== EXTRACTED RECORDS
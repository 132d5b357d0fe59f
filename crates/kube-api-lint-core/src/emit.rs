//! Diagnostic ordering and output formats.

use crate::types::{Diagnostic, LintResult};
use std::io::{self, Write};

/// Sorts diagnostics by file, line, column and rule code.
///
/// The sort is stable: diagnostics one rule reports at the same location
/// keep the order the rule produced them in.
pub fn sort_diagnostics(diagnostics: &mut [Diagnostic]) {
    diagnostics.sort_by(|a, b| {
        a.location
            .file
            .cmp(&b.location.file)
            .then(a.location.line.cmp(&b.location.line))
            .then(a.location.column.cmp(&b.location.column))
            .then_with(|| a.code.cmp(&b.code))
    });
}

/// Writes a lint result in one output format.
pub trait Emitter {
    /// Writes every diagnostic of `result` to `out`.
    ///
    /// # Errors
    ///
    /// Returns an error if writing fails.
    fn emit(&self, result: &LintResult, out: &mut dyn Write) -> io::Result<()>;
}

/// Human-readable output with help lines and a summary.
#[derive(Debug, Clone, Copy, Default)]
pub struct TextEmitter {
    color: bool,
}

impl TextEmitter {
    /// Creates a plain-text emitter.
    #[must_use]
    pub fn new() -> Self {
        Self::default()
    }

    /// Enables ANSI colors.
    #[must_use]
    pub fn with_color(mut self, color: bool) -> Self {
        self.color = color;
        self
    }

    fn paint(&self, code: &str, text: &str) -> String {
        if self.color {
            format!("\x1b[{code}m{text}\x1b[0m")
        } else {
            text.to_string()
        }
    }
}

impl Emitter for TextEmitter {
    fn emit(&self, result: &LintResult, out: &mut dyn Write) -> io::Result<()> {
        for d in &result.diagnostics {
            writeln!(out, "{} {} at {}", d.code, d.rule, d.location)?;
            writeln!(out, "  {}: {}", self.paint("33", "issue"), d.message)?;
            for label in &d.labels {
                writeln!(out, "  = note: {} ({})", label.message, label.location)?;
            }
            if let Some(suggestion) = &d.suggestion {
                writeln!(out, "  = help: {}", suggestion.message)?;
                if let Some(fix) = &suggestion.replacement {
                    writeln!(out, "  = fix: {} -> {}", fix.location, fix.new_text)?;
                }
            }
            writeln!(out)?;
        }

        let summary = format!(
            "Found {} issue(s) ({} fixable) in {} declaration(s) across {} package(s)",
            result.diagnostics.len(),
            result.fixable_count(),
            result.declarations_checked,
            result.packages_checked
        );
        let color = if result.has_issues() { "33" } else { "32" };
        writeln!(out, "{}", self.paint(color, &summary))
    }
}

/// Pretty-printed JSON of the whole result.
#[derive(Debug, Clone, Copy, Default)]
pub struct JsonEmitter;

impl Emitter for JsonEmitter {
    fn emit(&self, result: &LintResult, out: &mut dyn Write) -> io::Result<()> {
        serde_json::to_writer_pretty(&mut *out, result)?;
        writeln!(out)
    }
}

/// One line per diagnostic: `file:line:col: [CODE] message`.
#[derive(Debug, Clone, Copy, Default)]
pub struct CompactEmitter;

impl Emitter for CompactEmitter {
    fn emit(&self, result: &LintResult, out: &mut dyn Write) -> io::Result<()> {
        for d in &result.diagnostics {
            writeln!(out, "{d}")?;
        }
        Ok(())
    }
}
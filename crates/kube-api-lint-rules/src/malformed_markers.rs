//! Rule reporting marker lines that could not be parsed.

use kube_api_lint_core::{DeclContext, Diagnostic, Rule};

/// Rule code for malformed-markers.
pub const CODE: &str = "KAL028";

/// Rule name for malformed-markers.
pub const NAME: &str = "malformed-markers";

/// Reports comment lines that start with `+` but are not valid markers.
#[derive(Debug, Clone, Default)]
pub struct MalformedMarkers;

impl MalformedMarkers {
    /// Creates a new rule.
    #[must_use]
    pub fn new() -> Self {
        Self
    }
}

impl Rule for MalformedMarkers {
    fn name(&self) -> &'static str {
        NAME
    }

    fn code(&self) -> &'static str {
        CODE
    }

    fn description(&self) -> &'static str {
        "Marker comments must be well-formed"
    }

    fn check(&self, ctx: &DeclContext<'_, '_>) -> Vec<Diagnostic> {
        ctx.markers
            .failures()
            .iter()
            .map(|failure| {
                Diagnostic::new(
                    CODE,
                    NAME,
                    failure.location.clone(),
                    format!(
                        "{} has a malformed marker {}: {}",
                        ctx.subject(),
                        failure.raw.trim(),
                        failure.reason
                    ),
                )
            })
            .collect()
    }
}
//! Core analyzer for orchestrating lint execution.

use crate::catalog::MarkerCatalog;
use crate::config::Config;
use crate::context::{DeclContext, PackageContext};
use crate::emit::sort_diagnostics;
use crate::rule::{Rule, RuleBox};
use crate::source::{Declaration, Package, Snapshot};
use crate::types::{Diagnostic, LintResult};

use rayon::prelude::*;
use std::path::Path;
use thiserror::Error;
use tracing::{debug, info};

/// Errors that can occur while setting up an analysis.
#[derive(Debug, Error)]
pub enum AnalyzerError {
    /// Glob pattern error.
    #[error("Invalid glob pattern: {0}")]
    Glob(#[from] glob::PatternError),

    /// Configuration error.
    #[error("Configuration error: {0}")]
    Config(#[from] crate::config::ConfigError),
}

/// Builder for configuring an [`Analyzer`].
#[derive(Default)]
pub struct AnalyzerBuilder {
    packages: Vec<Package>,
    rules: Vec<RuleBox>,
    exclude_patterns: Vec<String>,
    config: Option<Config>,
    catalog: Option<MarkerCatalog>,
}

impl AnalyzerBuilder {
    /// Creates a new builder with default settings.
    #[must_use]
    pub fn new() -> Self {
        Self::default()
    }

    /// Adds a package to analyze.
    #[must_use]
    pub fn package(mut self, package: Package) -> Self {
        self.packages.push(package);
        self
    }

    /// Adds several packages to analyze.
    #[must_use]
    pub fn packages<I>(mut self, packages: I) -> Self
    where
        I: IntoIterator<Item = Package>,
    {
        self.packages.extend(packages);
        self
    }

    /// Adds every package of a snapshot.
    #[must_use]
    pub fn snapshot(self, snapshot: Snapshot) -> Self {
        self.packages(snapshot.packages)
    }

    /// Adds a rule to the analyzer.
    #[must_use]
    pub fn rule<R: Rule + 'static>(mut self, rule: R) -> Self {
        self.rules.push(Box::new(rule));
        self
    }

    /// Adds a boxed rule to the analyzer.
    #[must_use]
    pub fn rule_box(mut self, rule: RuleBox) -> Self {
        self.rules.push(rule);
        self
    }

    /// Adds several boxed rules, keeping their order.
    #[must_use]
    pub fn rules<I>(mut self, rules: I) -> Self
    where
        I: IntoIterator<Item = RuleBox>,
    {
        self.rules.extend(rules);
        self
    }

    /// Adds an exclude glob pattern over declaration file paths.
    #[must_use]
    pub fn exclude(mut self, pattern: impl Into<String>) -> Self {
        self.exclude_patterns.push(pattern.into());
        self
    }

    /// Sets the configuration.
    #[must_use]
    pub fn config(mut self, config: Config) -> Self {
        self.config = Some(config);
        self
    }

    /// Replaces the built-in marker catalog.
    #[must_use]
    pub fn catalog(mut self, catalog: MarkerCatalog) -> Self {
        self.catalog = Some(catalog);
        self
    }

    /// Builds the analyzer.
    ///
    /// # Errors
    ///
    /// Returns an error if an exclude pattern is not a valid glob.
    pub fn build(self) -> Result<Analyzer, AnalyzerError> {
        let config = self.config.unwrap_or_default();

        let excludes = self
            .exclude_patterns
            .iter()
            .chain(&config.analyzer.exclude)
            .map(|p| glob::Pattern::new(p))
            .collect::<Result<Vec<_>, _>>()?;

        let catalog = config
            .linters
            .attribute_markers()
            .iter()
            .fold(
                self.catalog.unwrap_or_else(MarkerCatalog::builtin),
                |catalog, id| catalog.with_attribute_marker(id),
            );

        Ok(Analyzer {
            packages: self.packages,
            rules: self.rules,
            excludes,
            config,
            catalog,
        })
    }
}

/// The main analyzer that orchestrates lint execution.
///
/// Use [`Analyzer::builder()`] to construct an instance.
pub struct Analyzer {
    packages: Vec<Package>,
    rules: Vec<RuleBox>,
    excludes: Vec<glob::Pattern>,
    config: Config,
    catalog: MarkerCatalog,
}

impl Analyzer {
    /// Creates a new builder for configuring an analyzer.
    #[must_use]
    pub fn builder() -> AnalyzerBuilder {
        AnalyzerBuilder::new()
    }

    /// Returns the number of registered rules.
    #[must_use]
    pub fn rule_count(&self) -> usize {
        self.rules.len()
    }

    /// The marker catalog in effect.
    #[must_use]
    pub fn catalog(&self) -> &MarkerCatalog {
        &self.catalog
    }

    /// Analyzes every package and returns the sorted diagnostics.
    #[must_use]
    pub fn analyze(&self) -> LintResult {
        info!(
            "Starting analysis of {} packages with {} rules",
            self.packages.len(),
            self.rules.len()
        );

        let rules: Vec<&dyn Rule> = self
            .rules
            .iter()
            .filter(|rule| {
                let enabled = self.config.is_rule_enabled(rule.name());
                if !enabled {
                    debug!("Skipping disabled rule: {}", rule.name());
                }
                enabled
            })
            .map(AsRef::as_ref)
            .collect();

        let mut result = LintResult::new();
        for package in &self.packages {
            result.extend(self.analyze_package(package, &rules));
        }
        sort_diagnostics(&mut result.diagnostics);

        info!(
            "Analysis complete: {} diagnostics in {} declarations",
            result.diagnostics.len(),
            result.declarations_checked
        );

        result
    }

    fn analyze_package(&self, package: &Package, rules: &[&dyn Rule]) -> LintResult {
        debug!("Analyzing package: {}", package.path);

        let ctx = PackageContext::new(package, &self.catalog);
        let declarations: Vec<Declaration<'_>> = ctx
            .declarations()
            .iter()
            .copied()
            .filter(|decl| !self.should_exclude(&decl.location().file))
            .collect();

        let check = |decl: &Declaration<'_>| -> Vec<Diagnostic> {
            let decl_ctx = DeclContext::new(&ctx, *decl);
            rules
                .iter()
                .filter(|rule| rule.applies_to(decl.kind()))
                .flat_map(|rule| rule.check(&decl_ctx))
                .collect()
        };

        let diagnostics: Vec<Diagnostic> = if self.config.analyzer.parallel {
            declarations.par_iter().flat_map_iter(check).collect()
        } else {
            declarations.iter().flat_map(check).collect()
        };

        LintResult {
            diagnostics,
            declarations_checked: declarations.len(),
            packages_checked: 1,
        }
    }

    /// Checks if a declaration file should be excluded.
    fn should_exclude(&self, path: &Path) -> bool {
        let excluded = self.excludes.iter().any(|p| p.matches_path(path));
        if excluded {
            debug!("Excluding: {}", path.display());
        }
        excluded
    }
}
====
_WHAT YOU SHOULD DO_
Track down every line in the entries that includes the string "JsonEmitter", and copy it.

_YOUR SOLUTION_
pub struct JsonEmitter;
impl Emitter for JsonEmitter {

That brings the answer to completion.